For 13 years, Congress has required the FCC to issue annual reports on wireless competition.  These reports have usually found that wireless is pretty competitive by most conventional measures. There are now four national competitors, numerous regional ones that are growing larger, and a bunch of resellers.   The FCC’s most recent report provides numerous examples of innovation in technology, pricing, and services. 

About the only fly in the ointment is federal policies that severely limit the amount of spectrum allocated for “flexible use.”  Limits on the amount of flexible use spectrum are like taxi medallions: they hinder entry and  limit the amount of service the wireless firms can offer.

Nevertheless, the wireless industry’s performance has been impressive. Adjusted for inflation, average revenue per minute fell by 87 percent between 1997 and 2007, and average voice revenue per minute fell by 90 percent.  Just during the last five years, inflation-adjusted average revenue per minute fell by 53 percent, and average voice revenue per minute fell by 61 percent.

Could regulation improve on these outcomes? In our comments to the FCC, Jerry Brito and I offer a little thought experiment.  Suppose the wireless industry were subject to enlightened, highly efficient, and perfectly operating price regulation.
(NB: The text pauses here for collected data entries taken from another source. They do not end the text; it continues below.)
//! Topic → document resolution
//!
//! Topics are looked up in the indexed mapping first. Anything the index
//! does not know is classified by an ordered table of surface-pattern rules;
//! the first matching rule wins and the last rule always matches.

use crate::index::{normalize_topic, LookupMapping};
use crate::project::FallbackDocs;
use serde::Serialize;
use std::collections::BTreeMap;

/// Which configured document a fallback rule points at
#[derive(Debug, Clone, Copy, PartialEq, Eq, Serialize)]
#[serde(rename_all = "lowercase")]
pub enum FallbackTarget {
    Functions,
    Commands,
    Attributes,
    Flags,
    Locks,
    Mail,
    Chat,
    Events,
    Http,
    Pueblo,
    Config,
}

impl FallbackTarget {
    fn document<'a>(&self, docs: &'a FallbackDocs) -> &'a str {
        match self {
            FallbackTarget::Functions => &docs.functions,
            FallbackTarget::Commands => &docs.commands,
            FallbackTarget::Attributes => &docs.attributes,
            FallbackTarget::Flags => &docs.flags,
            FallbackTarget::Locks => &docs.locks,
            FallbackTarget::Mail => &docs.mail,
            FallbackTarget::Chat => &docs.chat,
            FallbackTarget::Events => &docs.events,
            FallbackTarget::Http => &docs.http,
            FallbackTarget::Pueblo => &docs.pueblo,
            FallbackTarget::Config => &docs.config,
        }
    }
}

/// One entry of the fallback classifier
#[derive(Clone, Copy)]
pub struct FallbackRule {
    /// Short rule name for diagnostics
    pub name: &'static str,
    /// Predicate over the upper-cased topic key
    pub matches: fn(&str) -> bool,
    /// Document chosen when the predicate holds
    pub target: FallbackTarget,
}

/// Fallback rules in priority order
pub const FALLBACK_RULES: &[FallbackRule] = &[
    FallbackRule {
        name: "function",
        matches: |key| key.contains("()"),
        target: FallbackTarget::Functions,
    },
    FallbackRule {
        name: "command",
        matches: |key| key.starts_with('@'),
        target: FallbackTarget::Commands,
    },
    FallbackRule {
        name: "attribute",
        matches: |key| key.contains("ATTR"),
        target: FallbackTarget::Attributes,
    },
    FallbackRule {
        name: "flag",
        matches: |key| key.contains("FLAG"),
        target: FallbackTarget::Flags,
    },
    FallbackRule {
        name: "lock",
        matches: |key| key.contains("LOCK"),
        target: FallbackTarget::Locks,
    },
    FallbackRule {
        name: "mail",
        matches: |key| key.contains("MAIL"),
        target: FallbackTarget::Mail,
    },
    FallbackRule {
        name: "chat",
        matches: |key| key.contains("CHAT") || key.contains("CHANNEL"),
        target: FallbackTarget::Chat,
    },
    FallbackRule {
        name: "event",
        matches: |key| key.contains("EVENT"),
        target: FallbackTarget::Events,
    },
    FallbackRule {
        name: "http",
        matches: |key| key.contains("HTTP"),
        target: FallbackTarget::Http,
    },
    FallbackRule {
        name: "pueblo",
        matches: |key| key.contains("PUEBLO"),
        target: FallbackTarget::Pueblo,
    },
    FallbackRule {
        name: "regex",
        matches: |key| key.contains("REGEX"),
        target: FallbackTarget::Config,
    },
    FallbackRule {
        name: "verb",
        matches: |key| key.contains("VERB"),
        target: FallbackTarget::Commands,
    },
    FallbackRule {
        name: "default",
        matches: |_| true,
        target: FallbackTarget::Config,
    },
];

/// Where a resolved document came from
#[derive(Debug, Clone, Copy, PartialEq, Eq, Serialize)]
#[serde(tag = "kind", content = "rule", rename_all = "lowercase")]
pub enum ResolutionSource {
    /// Found in the indexed mapping
    Mapping,
    /// Guessed by the named fallback rule
    Fallback(&'static str),
}

/// The document a topic resolves to
#[derive(Debug, Clone, PartialEq, Eq, Serialize)]
pub struct Resolution {
    pub document: String,
    pub source: ResolutionSource,
}

/// Resolves topics against an immutable mapping plus the fallback table
#[derive(Debug, Clone, Default)]
pub struct TopicResolver {
    mappings: BTreeMap<String, String>,
    fallback: FallbackDocs,
}

impl TopicResolver {
    /// Create a resolver over an indexed mapping
    pub fn new(mapping: &LookupMapping, fallback: FallbackDocs) -> Self {
        Self {
            mappings: mapping.mappings.clone(),
            fallback,
        }
    }

    /// Create a resolver that only uses the fallback rules
    pub fn fallback_only(fallback: FallbackDocs) -> Self {
        Self {
            mappings: BTreeMap::new(),
            fallback,
        }
    }

    /// Number of indexed topics available
    pub fn indexed_topics(&self) -> usize {
        self.mappings.len()
    }

    /// Resolve a topic to its owning document
    pub fn resolve(&self, topic: &str) -> Resolution {
        let key = normalize_topic(topic);

        if let Some(doc) = self.mappings.get(&key) {
            return Resolution {
                document: doc.clone(),
                source: ResolutionSource::Mapping,
            };
        }

        let rule = classify(&key);
        Resolution {
            document: rule.target.document(&self.fallback).to_string(),
            source: ResolutionSource::Fallback(rule.name),
        }
    }
}

/// First fallback rule matching an upper-cased topic key
pub fn classify(key: &str) -> &'static FallbackRule {
    FALLBACK_RULES
        .iter()
        .find(|rule| (rule.matches)(key))
        .unwrap_or(&FALLBACK_RULES[FALLBACK_RULES.len() - 1])
}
Specifically, suppose the FCC had mandated a version of “incentive” regulation that allowed the wireless companies to increase their prices by no more than the rate of increase in the consumer price index minus an annual 7 percent offset to reflect increased productivity. (Seven percent is the highest productivity offset we’ve seen any telecommuncations regulator in the U.S. use in any context.) Would this be better or worse than what the market actually produced?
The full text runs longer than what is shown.